DIRECTIONS FOR THIS TASK.
Write out again, exactly, the lines below starting at the one with "the occurrence bounds" and ending at the one with "Term::Group(group) => match".

MATERIAL PROVIDED.

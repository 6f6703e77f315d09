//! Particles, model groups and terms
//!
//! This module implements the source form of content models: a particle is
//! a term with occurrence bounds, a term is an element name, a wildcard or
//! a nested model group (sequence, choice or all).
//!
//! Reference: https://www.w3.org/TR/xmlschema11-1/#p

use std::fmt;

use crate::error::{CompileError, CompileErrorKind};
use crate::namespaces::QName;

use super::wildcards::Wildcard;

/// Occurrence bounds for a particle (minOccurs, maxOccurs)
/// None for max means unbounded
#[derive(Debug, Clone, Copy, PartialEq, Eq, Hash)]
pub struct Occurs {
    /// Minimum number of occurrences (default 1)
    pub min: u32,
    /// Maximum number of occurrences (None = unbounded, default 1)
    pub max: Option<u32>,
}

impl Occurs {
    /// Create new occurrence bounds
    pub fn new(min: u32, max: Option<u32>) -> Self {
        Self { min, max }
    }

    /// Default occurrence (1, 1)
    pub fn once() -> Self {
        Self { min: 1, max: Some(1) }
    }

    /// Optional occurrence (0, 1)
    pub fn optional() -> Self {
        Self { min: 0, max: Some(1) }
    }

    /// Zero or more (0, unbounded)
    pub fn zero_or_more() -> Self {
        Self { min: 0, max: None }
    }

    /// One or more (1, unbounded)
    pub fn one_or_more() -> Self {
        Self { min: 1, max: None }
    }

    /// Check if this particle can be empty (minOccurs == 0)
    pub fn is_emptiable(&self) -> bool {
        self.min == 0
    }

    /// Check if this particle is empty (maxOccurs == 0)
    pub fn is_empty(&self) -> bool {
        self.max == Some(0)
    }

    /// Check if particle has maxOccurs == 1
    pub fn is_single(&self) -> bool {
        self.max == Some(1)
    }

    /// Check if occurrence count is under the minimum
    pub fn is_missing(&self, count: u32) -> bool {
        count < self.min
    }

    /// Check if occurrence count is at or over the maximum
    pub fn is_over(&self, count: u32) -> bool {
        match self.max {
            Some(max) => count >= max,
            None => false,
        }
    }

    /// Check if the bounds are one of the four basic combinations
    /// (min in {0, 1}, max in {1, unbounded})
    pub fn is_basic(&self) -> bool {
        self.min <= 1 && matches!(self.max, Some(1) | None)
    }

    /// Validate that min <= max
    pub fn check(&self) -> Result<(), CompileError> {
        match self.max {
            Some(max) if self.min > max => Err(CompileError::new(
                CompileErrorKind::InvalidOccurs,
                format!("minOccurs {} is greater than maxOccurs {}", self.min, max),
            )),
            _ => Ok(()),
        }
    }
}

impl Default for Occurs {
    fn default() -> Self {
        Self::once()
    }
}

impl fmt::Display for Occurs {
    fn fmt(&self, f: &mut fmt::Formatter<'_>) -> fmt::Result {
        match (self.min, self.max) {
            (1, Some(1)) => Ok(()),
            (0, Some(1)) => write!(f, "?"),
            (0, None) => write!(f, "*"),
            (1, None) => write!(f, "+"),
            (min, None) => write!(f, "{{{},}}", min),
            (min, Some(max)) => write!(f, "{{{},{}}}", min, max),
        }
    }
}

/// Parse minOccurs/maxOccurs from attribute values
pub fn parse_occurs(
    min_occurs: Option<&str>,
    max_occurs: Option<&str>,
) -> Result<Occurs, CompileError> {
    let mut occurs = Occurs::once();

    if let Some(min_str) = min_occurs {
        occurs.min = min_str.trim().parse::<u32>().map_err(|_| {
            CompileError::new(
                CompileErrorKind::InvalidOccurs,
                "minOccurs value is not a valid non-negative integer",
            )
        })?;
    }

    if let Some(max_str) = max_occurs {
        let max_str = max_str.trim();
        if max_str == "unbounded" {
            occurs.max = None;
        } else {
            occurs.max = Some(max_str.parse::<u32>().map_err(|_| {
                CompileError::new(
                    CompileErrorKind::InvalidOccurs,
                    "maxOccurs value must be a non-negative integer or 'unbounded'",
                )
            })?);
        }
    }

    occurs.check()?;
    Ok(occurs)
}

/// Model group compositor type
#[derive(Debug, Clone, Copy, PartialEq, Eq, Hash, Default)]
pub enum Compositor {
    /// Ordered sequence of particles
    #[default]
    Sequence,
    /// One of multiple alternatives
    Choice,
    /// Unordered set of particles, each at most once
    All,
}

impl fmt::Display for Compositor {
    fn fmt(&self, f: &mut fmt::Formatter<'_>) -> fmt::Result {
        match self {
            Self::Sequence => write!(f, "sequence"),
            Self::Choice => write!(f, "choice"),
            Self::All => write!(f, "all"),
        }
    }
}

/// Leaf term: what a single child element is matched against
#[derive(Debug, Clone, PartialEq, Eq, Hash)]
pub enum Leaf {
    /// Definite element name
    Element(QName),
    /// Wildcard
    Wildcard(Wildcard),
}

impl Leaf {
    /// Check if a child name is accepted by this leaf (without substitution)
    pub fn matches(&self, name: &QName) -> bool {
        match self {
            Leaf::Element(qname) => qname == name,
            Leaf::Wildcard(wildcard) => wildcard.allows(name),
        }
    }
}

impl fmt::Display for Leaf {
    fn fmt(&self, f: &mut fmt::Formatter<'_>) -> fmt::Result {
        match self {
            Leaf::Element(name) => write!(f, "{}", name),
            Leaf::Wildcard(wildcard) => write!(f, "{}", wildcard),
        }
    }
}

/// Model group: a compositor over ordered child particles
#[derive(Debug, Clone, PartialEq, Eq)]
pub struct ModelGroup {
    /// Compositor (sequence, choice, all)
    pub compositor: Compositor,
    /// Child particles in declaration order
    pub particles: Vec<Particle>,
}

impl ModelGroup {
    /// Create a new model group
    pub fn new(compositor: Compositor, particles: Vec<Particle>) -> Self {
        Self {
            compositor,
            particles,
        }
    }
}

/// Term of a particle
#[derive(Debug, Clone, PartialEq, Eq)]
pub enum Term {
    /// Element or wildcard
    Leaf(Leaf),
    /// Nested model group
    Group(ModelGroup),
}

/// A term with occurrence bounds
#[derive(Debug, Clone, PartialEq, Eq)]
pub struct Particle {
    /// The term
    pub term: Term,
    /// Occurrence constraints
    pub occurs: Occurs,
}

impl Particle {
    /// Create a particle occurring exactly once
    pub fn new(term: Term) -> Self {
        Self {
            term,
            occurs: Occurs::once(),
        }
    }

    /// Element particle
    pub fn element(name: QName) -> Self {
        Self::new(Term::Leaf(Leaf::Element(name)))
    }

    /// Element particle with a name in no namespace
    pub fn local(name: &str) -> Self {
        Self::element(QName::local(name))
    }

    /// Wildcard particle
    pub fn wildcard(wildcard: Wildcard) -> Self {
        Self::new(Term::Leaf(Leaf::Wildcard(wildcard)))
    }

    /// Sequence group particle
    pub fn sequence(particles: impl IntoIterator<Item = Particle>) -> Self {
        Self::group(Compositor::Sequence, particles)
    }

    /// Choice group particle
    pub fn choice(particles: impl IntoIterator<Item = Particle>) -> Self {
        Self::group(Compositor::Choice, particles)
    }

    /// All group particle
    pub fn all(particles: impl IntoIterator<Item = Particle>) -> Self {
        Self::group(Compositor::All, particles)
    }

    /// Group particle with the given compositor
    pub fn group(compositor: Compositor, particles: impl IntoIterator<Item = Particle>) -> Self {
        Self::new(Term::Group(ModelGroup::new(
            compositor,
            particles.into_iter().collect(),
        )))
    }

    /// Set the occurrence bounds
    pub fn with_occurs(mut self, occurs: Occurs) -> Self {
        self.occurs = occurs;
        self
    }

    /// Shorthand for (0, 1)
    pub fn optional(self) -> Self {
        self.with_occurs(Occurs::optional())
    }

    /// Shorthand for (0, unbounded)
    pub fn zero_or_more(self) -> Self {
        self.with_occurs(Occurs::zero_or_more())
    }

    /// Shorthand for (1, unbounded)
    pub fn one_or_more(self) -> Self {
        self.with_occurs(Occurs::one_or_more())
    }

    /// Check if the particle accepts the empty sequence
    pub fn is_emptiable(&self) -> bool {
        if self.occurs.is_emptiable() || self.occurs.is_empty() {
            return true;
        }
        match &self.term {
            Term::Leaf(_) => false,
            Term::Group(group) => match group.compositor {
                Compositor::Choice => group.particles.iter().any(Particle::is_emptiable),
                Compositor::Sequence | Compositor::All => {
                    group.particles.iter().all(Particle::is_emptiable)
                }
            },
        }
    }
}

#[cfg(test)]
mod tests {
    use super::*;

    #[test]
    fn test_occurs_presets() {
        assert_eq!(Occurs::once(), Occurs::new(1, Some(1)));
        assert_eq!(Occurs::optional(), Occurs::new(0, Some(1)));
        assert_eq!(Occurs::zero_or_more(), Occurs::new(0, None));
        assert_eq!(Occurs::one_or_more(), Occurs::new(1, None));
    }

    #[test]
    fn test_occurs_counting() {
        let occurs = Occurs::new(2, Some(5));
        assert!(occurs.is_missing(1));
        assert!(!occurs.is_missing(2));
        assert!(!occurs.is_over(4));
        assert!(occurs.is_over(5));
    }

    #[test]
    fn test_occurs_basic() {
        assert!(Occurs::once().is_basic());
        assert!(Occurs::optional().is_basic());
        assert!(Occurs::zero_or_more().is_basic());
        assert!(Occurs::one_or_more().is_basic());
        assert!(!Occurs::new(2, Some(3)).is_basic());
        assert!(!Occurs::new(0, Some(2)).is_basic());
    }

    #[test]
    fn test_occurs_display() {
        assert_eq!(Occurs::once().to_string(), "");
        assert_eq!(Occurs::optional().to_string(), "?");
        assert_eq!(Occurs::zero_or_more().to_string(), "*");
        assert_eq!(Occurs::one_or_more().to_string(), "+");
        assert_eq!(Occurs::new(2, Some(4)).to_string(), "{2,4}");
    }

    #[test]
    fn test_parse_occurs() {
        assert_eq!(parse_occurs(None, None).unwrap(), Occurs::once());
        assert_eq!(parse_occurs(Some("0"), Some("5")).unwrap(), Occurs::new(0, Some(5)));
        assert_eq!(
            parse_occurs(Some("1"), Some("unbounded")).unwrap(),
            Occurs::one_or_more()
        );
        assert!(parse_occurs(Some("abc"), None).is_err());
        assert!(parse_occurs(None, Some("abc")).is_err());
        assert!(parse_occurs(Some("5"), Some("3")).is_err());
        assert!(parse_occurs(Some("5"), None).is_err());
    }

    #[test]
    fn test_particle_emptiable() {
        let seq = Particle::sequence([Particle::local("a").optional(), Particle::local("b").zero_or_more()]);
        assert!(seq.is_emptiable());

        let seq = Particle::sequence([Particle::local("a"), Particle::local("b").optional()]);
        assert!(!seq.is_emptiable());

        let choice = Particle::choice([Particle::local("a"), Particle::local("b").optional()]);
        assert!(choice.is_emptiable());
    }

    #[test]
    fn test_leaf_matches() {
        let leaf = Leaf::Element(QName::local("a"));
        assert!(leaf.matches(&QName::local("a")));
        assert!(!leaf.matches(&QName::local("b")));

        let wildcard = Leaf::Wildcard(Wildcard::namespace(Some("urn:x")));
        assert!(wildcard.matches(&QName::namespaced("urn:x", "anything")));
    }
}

ANSWER SECTION.
    /// Set the occurrence bounds
    pub fn with_occurs(mut self, occurs: Occurs) -> Self {
        self.occurs = occurs;
        self
    }

    /// Shorthand for (0, 1)
    pub fn optional(self) -> Self {
        self.with_occurs(Occurs::optional())
    }

    /// Shorthand for (0, unbounded)
    pub fn zero_or_more(self) -> Self {
        self.with_occurs(Occurs::zero_or_more())
    }

    /// Shorthand for (1, unbounded)
    pub fn one_or_more(self) -> Self {
        self.with_occurs(Occurs::one_or_more())
    }

    /// Check if the particle accepts the empty sequence
    pub fn is_emptiable(&self) -> bool {
        if self.occurs.is_emptiable() || self.occurs.is_empty() {
            return true;
        }
        match &self.term {
            Term::Leaf(_) => false,
            Term::Group(group) => match group.compositor {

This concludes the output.